We are an amazing, inspired and diverse bunch of regional, rural and remote leaders who recently embarked on a journey across the Tasman Sea to Aotearoa in New Zealand as part of the ARLP’s 29th course.
It was for the third session of the 15-month program, focusing on networking and affiliation, where over 12 days we connected with the people, country, culture and ‘whanau’- the Maori meaning for extended family or community.
In this context, family is an important leadership dynamic that when we sit together at the dining table we can nourish in the essence of love, care and consideration, and that the time together yarning is what builds and strengthens relationships. This was a gentle reminder with our Rotorua session speakers, Wiremu and Marcella Edmonds, passionate advocates for developing a positive safety culture in the workplace, having lost their son in a workplace accident. They delivered the ‘Stand in the Gap’ presentation – a mix of emotion and power that provided each of us with guidance on how we lead from the home.
We then enjoyed a cultural experience at Te Puia (Marae), home to the Maori culture with the NZ Maori Arts and Crafts Institute and state of the art Kiwi Conservation Centre. The cohort immersed in an experiential day of learning that set the scene for the practices of the traditional arts and crafts of the Māori culture. Our Rotorua visit also included the Pouarua Farms where we met the inspiring Quinn Morgan, an incredible young leader sharing his love of land and whanau. We were then joined by the Leadership New Zealand team and amazing alumni from the Pacifica Leaders program for a panel on women in leadership.

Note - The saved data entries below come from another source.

//! Instance naming.
//!
//! Every instance is addressed as `<namespace>.<name>`. Clients derive the
//! bus id from the name alone, so the mapping must stay deterministic.

use crate::config::RegistryConfig;
use crate::error::{HaloError, Result};
use serde::{Deserialize, Serialize};
use std::fmt;

/// Name of a live instance plus the bus id it is reachable under.
#[derive(Debug, Clone, PartialEq, Eq, Hash, PartialOrd, Ord, Serialize, Deserialize)]
pub struct InstanceIdentity {
    name: String,
    bus_id: String,
}

impl InstanceIdentity {
    /// Build the identity for `name` under the default namespace.
    pub fn new(name: impl Into<String>) -> Result<Self> {
        Self::with_namespace(RegistryConfig::NAMESPACE, name)
    }

    /// Build the identity for `name` under an explicit namespace.
    pub fn with_namespace(namespace: &str, name: impl Into<String>) -> Result<Self> {
        let name = name.into();
        validate_name(&name)?;
        let bus_id = format!("{}.{}", namespace, name);
        Ok(Self { name, bus_id })
    }

    /// Recover the identity from a bus id, if it lives under `namespace`.
    pub fn from_bus_id(namespace: &str, bus_id: &str) -> Option<Self> {
        let name = bus_id.strip_prefix(namespace)?.strip_prefix('.')?;
        validate_name(name).ok()?;
        Some(Self {
            name: name.to_string(),
            bus_id: bus_id.to_string(),
        })
    }

    pub fn name(&self) -> &str {
        &self.name
    }

    pub fn bus_id(&self) -> &str {
        &self.bus_id
    }
}

impl fmt::Display for InstanceIdentity {
    fn fmt(&self, f: &mut fmt::Formatter<'_>) -> fmt::Result {
        write!(f, "{}", self.name)
    }
}

/// Instance names are operator supplied; keep them to a shell-safe alphabet.
pub fn validate_name(name: &str) -> Result<()> {
    if name.is_empty() {
        return Err(HaloError::Validation {
            field: "instance_name".to_string(),
            message: "instance name must not be empty".to_string(),
        });
    }
    if name.len() > RegistryConfig::MAX_NAME_LEN {
        return Err(HaloError::Validation {
            field: "instance_name".to_string(),
            message: format!(
                "instance name is {} bytes, maximum is {}",
                name.len(),
                RegistryConfig::MAX_NAME_LEN
            ),
        });
    }
    if let Some(bad) = name
        .chars()
        .find(|c| !(c.is_ascii_alphanumeric() || *c == '-' || *c == '_'))
    {
        return Err(HaloError::Validation {
            field: "instance_name".to_string(),
            message: format!("invalid character {:?} in instance name {:?}", bad, name),
        });
    }
    Ok(())
}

Our visit and time in Auckland connected us with Leadership New Zealand’s chief executive Dan Gerrard and team members Cecilia Vakameilalo Kioa and Matua ‘Bobby’ Newson, where the affiliation leaned into a deeper connection to self – a deeper insight into challenging ourselves with the courage and direction in grounding oneself. Donning our best outfit to meet the Australian Consul-General and Senior Trade Commissioner New Zealand and the Pacific, Brad Williams, the power of networking shined through for an opportunity to grab with both hands. The climb to Mount Eden for the keen walkers and hikers in the cohort provided for a spectacular view. What a wonderful journey of leaning into the knowledge, learnings and connection in Auckland.

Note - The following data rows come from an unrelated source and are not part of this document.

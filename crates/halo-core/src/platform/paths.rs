//! Platform-specific path utilities.
//!
//! The registry is session-scoped, so it lives in the per-login runtime
//! directory when the platform has one.

use crate::config::RegistryConfig;
use crate::error::{HaloError, Result};
use std::path::PathBuf;

/// Directory holding Halo's session state.
///
/// # Platform Behavior
/// - **Linux**: `$XDG_RUNTIME_DIR/halo`
/// - **Others** (or no runtime dir): `{cache_dir}/halo`
pub fn runtime_dir() -> Result<PathBuf> {
    let base = dirs::runtime_dir()
        .or_else(dirs::cache_dir)
        .ok_or_else(|| HaloError::Config {
            message: "Could not determine a runtime or cache directory".to_string(),
        })?;
    Ok(base.join(RegistryConfig::APP_DIR_NAME))
}

/// Path to the instance registry database.
///
/// `HALO_REGISTRY_PATH` wins when set and non-empty.
pub fn registry_db_path() -> Result<PathBuf> {
    if let Some(path) = std::env::var_os(RegistryConfig::REGISTRY_PATH_ENV) {
        if !path.is_empty() {
            return Ok(PathBuf::from(path));
        }
    }
    Ok(runtime_dir()?.join(RegistryConfig::DB_FILENAME))
}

Windy Wellington was certainly windy alright! Even with the whistling of the wind and the cold chill in the air, we were all warmly welcomed. Ko wai au? (Who am I?) is an introduction that explains a person’s connections to their people and place. It’s here Rebecca Sinclair introduced herself as a sixth generation Pakeha New Zealander with us joining her on an excursion to Zealandia. We set off in pairs to walk through and experience a journey requiring us to lean in and listen to our surroundings, listen to each other and soak in the beauty of nature and animals encountered every day by curious people. It was a day of transformation and in embracing empathy, curiosity and openness when we make space for ourselves. We then enjoyed a delicious three course meal at Everybody Eats, a pay as you feel dining concept for everyone. The restaurant quality food is prepared by chefs with food that would typically go to waste. The everybody eats mission is to reduce food waste, food poverty and social isolation in New Zealand. We were very fortunate enough to meet owner Jack Rainey and hear this amazing story.
The Treaty of Waitangi session with facilitators Krissi Smith and Tina Walker-Ferguson took us on a journey of meaningful processing about colonisation and racism. It was met with grief, anger, sadness and courage, and to be brave to walk together to make change happen. It’s here that leadership responsibility can help the process be a better one.
Then a visit to the Australian High Commission with Deputy Head of Mission Amy Guihot who shared her leadership journey from around the globe. We also met with Elizabeth McNaughton, co-founder of Hummingly – an organisation that provides resilience workshops for those experiencing tough times and uncertainty. Elizabeth shared how her series of ‘disasters’ and leadership challenges provided for an opportunity to practice her deck of cards (of tips and wisdom), a day of humour, fun, humility and hope that inspires our journey as leaders today.
The final chapter of the networking and affiliation session took us on a journey to Christchurch, Quake City. If we weren’t walking, scooters were the popular choice of transport amongst the cohort from our accommodation at Hotel Give, which directs all profits back into the community supporting those in need. It’s owned and operated by the YMCA and its chief executive Josie Ogden Schroeder shared their work on youth disadvantage and knowledge of alternate education programs, and how compassion and care in leadership can help change someone’s life.
We also visited the Lincoln University where former Rural Leaders NZ chief executive Chris Parsons led panel discussions with alumni, Professor Hamish Gow and Stu Taylor of Farming Craigmore, about their leadership learnings and stories. A visit to the street art museum took us through a time of visual feelings and power in the message of the works displayed. We ended the day walking in pairs through the botanic gardens before coming together as a group to share our experiential learning and takeaways from the New Zealand session – an experience that will shape us and guide us on our next chapter of the ARLP program back in Canberra, Australia.